Test and improve the ability of climate models to reproduce the observed vertical structure of forcing for a variety of locations and forcing conditions.

Undertake research to characterize the dependence of climate response on the vertical structure of radiative forcing.

Report global mean radiative forcing at both the surface and the top of the atmosphere in climate change assessments.

• Develop parameterizations for using surface forcing in integrated assessment and simple climate models.

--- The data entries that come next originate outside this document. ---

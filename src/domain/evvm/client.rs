//! Payments sub-client: pay, disperse, batches, faucet and EVVM reads.

use alloy_primitives::{Address, B256, U256};

use crate::client::EvvmClient;
use crate::domain::evvm::abi::IEvvm;
use crate::domain::evvm::{
    disperse_pay_call, pay_call, pay_multiple_call, BatchOutcome, FaucetRequest, Transfer,
};
use crate::envelope::{EnvelopeLifecycle, SignedPart, TransactionEnvelope};
use crate::error::{SdkError, SdkResult};
use crate::payment::{DispersePayment, DisperseRecipient, PaymentParams, PaymentTerms, SignablePayment};
use crate::provider::ConnectionProvider;

/// Sub-client for the EVVM core contract.
pub struct Payments<'a, P> {
    pub(crate) client: &'a EvvmClient<P>,
}

impl<'a, P: ConnectionProvider> Payments<'a, P> {
    // ── Single payments ──────────────────────────────────────────────────

    /// Sign a payment from the connected account without wrapping it in an
    /// envelope. Used for `payMultiple` entries and delegated execution.
    pub async fn sign(&self, transfer: Transfer, terms: &PaymentTerms) -> SdkResult<SignablePayment> {
        transfer.validate()?;
        let account = self.client.account().await?;
        let evvm_id = self.client.evvm_id().await?;
        let nonce = self.client.resolve_payment_nonce(account, terms).await?;

        let params = PaymentParams {
            recipient: transfer.recipient,
            token: transfer.token,
            amount: transfer.amount,
            priority_fee: terms.priority_fee,
            nonce,
            priority: terms.priority,
            executor: transfer.executor,
        };
        self.client.sign_payment(account, evvm_id, params).await
    }

    /// Sign a payment and assemble the `pay` call.
    pub async fn build_pay(
        &self,
        transfer: Transfer,
        terms: &PaymentTerms,
    ) -> SdkResult<TransactionEnvelope> {
        let mut lifecycle = EnvelopeLifecycle::new();
        lifecycle.begin_signing()?;
        let payment = self.sign(transfer, terms).await?;
        let call = pay_call(&payment)?;
        let parts: [&dyn SignedPart; 1] = [&payment];
        TransactionEnvelope::assemble_signed(
            lifecycle,
            self.client.evvm_address(),
            payment.from,
            &parts,
            &call,
        )
    }

    /// Assemble `pay` from a payment signed elsewhere.
    pub fn envelope_for(&self, payment: &SignablePayment) -> SdkResult<TransactionEnvelope> {
        let call = pay_call(payment)?;
        let parts: [&dyn SignedPart; 1] = [payment];
        TransactionEnvelope::assemble(self.client.evvm_address(), payment.from, &parts, &call)
    }

    pub async fn pay(&self, transfer: Transfer, terms: &PaymentTerms) -> SdkResult<B256> {
        let mut envelope = self.build_pay(transfer, terms).await?;
        self.client.submit(&mut envelope).await
    }

    // ── Disperse ─────────────────────────────────────────────────────────

    /// Sign one payment split across `recipients`.
    pub async fn build_disperse(
        &self,
        recipients: Vec<DisperseRecipient>,
        token: Address,
        terms: &PaymentTerms,
    ) -> SdkResult<TransactionEnvelope> {
        let account = self.client.account().await?;
        let evvm_id = self.client.evvm_id().await?;
        let nonce = self.client.resolve_payment_nonce(account, terms).await?;

        let mut lifecycle = EnvelopeLifecycle::new();
        lifecycle.begin_signing()?;
        let mut disperse = DispersePayment::new(
            account,
            evvm_id,
            recipients,
            token,
            terms.priority_fee,
            nonce,
            terms.priority,
        )?;
        let signature = self.client.sign_message(account, &disperse.message()).await?;
        disperse.apply_signature(signature);

        let call = disperse_pay_call(&disperse)?;
        let parts: [&dyn SignedPart; 1] = [&disperse];
        TransactionEnvelope::assemble_signed(
            lifecycle,
            self.client.evvm_address(),
            account,
            &parts,
            &call,
        )
    }

    pub async fn disperse(
        &self,
        recipients: Vec<DisperseRecipient>,
        token: Address,
        terms: &PaymentTerms,
    ) -> SdkResult<B256> {
        let mut envelope = self.build_disperse(recipients, token, terms).await?;
        self.client.submit(&mut envelope).await
    }

    // ── Batches ──────────────────────────────────────────────────────────

    /// Wrap already signed payments in one `payMultiple` call.
    ///
    /// Entries may come from different senders; each must carry a signature
    /// that recovers to its own sender.
    pub async fn build_pay_multiple(
        &self,
        payments: &[SignablePayment],
    ) -> SdkResult<TransactionEnvelope> {
        if let Some(bad) = payments.iter().position(|p| !p.verify()) {
            return Err(SdkError::Validation(format!(
                "payMultiple entry {} is not signed by its sender",
                bad
            )));
        }
        let call = pay_multiple_call(payments)?;
        self.client
            .plain_envelope(self.client.evvm_address(), &call)
            .await
    }

    pub async fn pay_multiple(&self, payments: &[SignablePayment]) -> SdkResult<B256> {
        let mut envelope = self.build_pay_multiple(payments).await?;
        self.client.submit(&mut envelope).await
    }

    /// Dry-run `payMultiple` to see which entries would succeed.
    pub async fn simulate_pay_multiple(
        &self,
        payments: &[SignablePayment],
    ) -> SdkResult<BatchOutcome> {
        let call = pay_multiple_call(payments)?;
        let ret = self
            .client
            .simulate(self.client.evvm_address(), &call)
            .await?;
        Ok(BatchOutcome {
            successful: ret.successfulTransactions,
            failed: ret.failedTransactions,
            results: ret.results,
        })
    }

    // ── Plain transactions ───────────────────────────────────────────────

    /// Credit test tokens through the faucet.
    pub async fn add_balance(&self, request: &FaucetRequest) -> SdkResult<B256> {
        let call = request.to_call()?;
        let mut envelope = self
            .client
            .plain_envelope(self.client.evvm_address(), &call)
            .await?;
        self.client.submit(&mut envelope).await
    }

    /// Change the instance id. Admin only on the contract side.
    pub async fn set_evvm_id(&self, new_id: U256) -> SdkResult<B256> {
        let call = IEvvm::setEvvmIDCall { newEvvmID: new_id };
        let mut envelope = self
            .client
            .plain_envelope(self.client.evvm_address(), &call)
            .await?;
        let tx_hash = self.client.submit(&mut envelope).await?;
        *self.client.evvm_id.write().await = Some(new_id);
        Ok(tx_hash)
    }

    // ── Reads ────────────────────────────────────────────────────────────

    pub async fn balance(&self, user: Address, token: Address) -> SdkResult<U256> {
        let ret = self
            .client
            .read(self.client.evvm_address(), IEvvm::getBalanceCall { user, token })
            .await?;
        Ok(ret._0)
    }

    pub async fn next_sync_nonce(&self, user: Address) -> SdkResult<U256> {
        let ret = self
            .client
            .read(
                self.client.evvm_address(),
                IEvvm::getNextCurrentSyncNonceCall { user },
            )
            .await?;
        Ok(ret._0)
    }

    pub async fn is_async_nonce_used(&self, user: Address, nonce: U256) -> SdkResult<bool> {
        let ret = self
            .client
            .read(
                self.client.evvm_address(),
                IEvvm::getIfUsedAsyncNonceCall { user, nonce },
            )
            .await?;
        Ok(ret._0)
    }

    /// Principal tokens paid per reward unit.
    pub async fn reward_amount(&self) -> SdkResult<U256> {
        let ret = self
            .client
            .read(self.client.evvm_address(), IEvvm::getRewardAmountCall {})
            .await?;
        Ok(ret._0)
    }
}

Determine the Importance of Regional Variation in Radiative Forcing

The concept of a global mean radiative forcing is an approximation. Even forcings thought to be fairly uniform, such as solar variability and the well-mixed greenhouse gases, have seasonal and latitudinal variability. Other forcings, in particular tropospheric aerosols and landscape changes, have much more spatial and temporal heterogeneity in their distribution. Human modifications to landscape and vegetation dynamics have caused large regional changes in the surface distribution of net absorbed surface radiation into latent and sensible turbulent heat fluxes. To date, there are only limited observational and modeling studies of regional radiative forcing and response. Indeed, there is not yet a consensus on how best to diagnose a regional forcing and response in the observational record.

Regional variations in radiative forcing are likely important for understanding regional and global climate responses; however, the relationship between the two is not well understood. Regional climate responses can also be caused by global forcings, making it difficult to disentangle the effects of regional and global forcings. Regional diabatic heating can cause nonlinear, long-distance communication of convergence and divergence fields, often referred to as teleconnections. Thus, regionally concentrated diabatic heating can influence climate thousands of kilometers away from its source region. Improving societally relevant projections of regional impacts will require a better understanding of the magnitude of regional forcings and the associated climate response.


Use climate records to investigate relationships between regional radiative forcing (e.g., land-use or aerosol changes) and climate response in the same region, other regions, and globally.

• Test and improve model simulations of regional radiative forcing and the surface energy budget using observations from aircraft campaigns, surface networks, and satellites.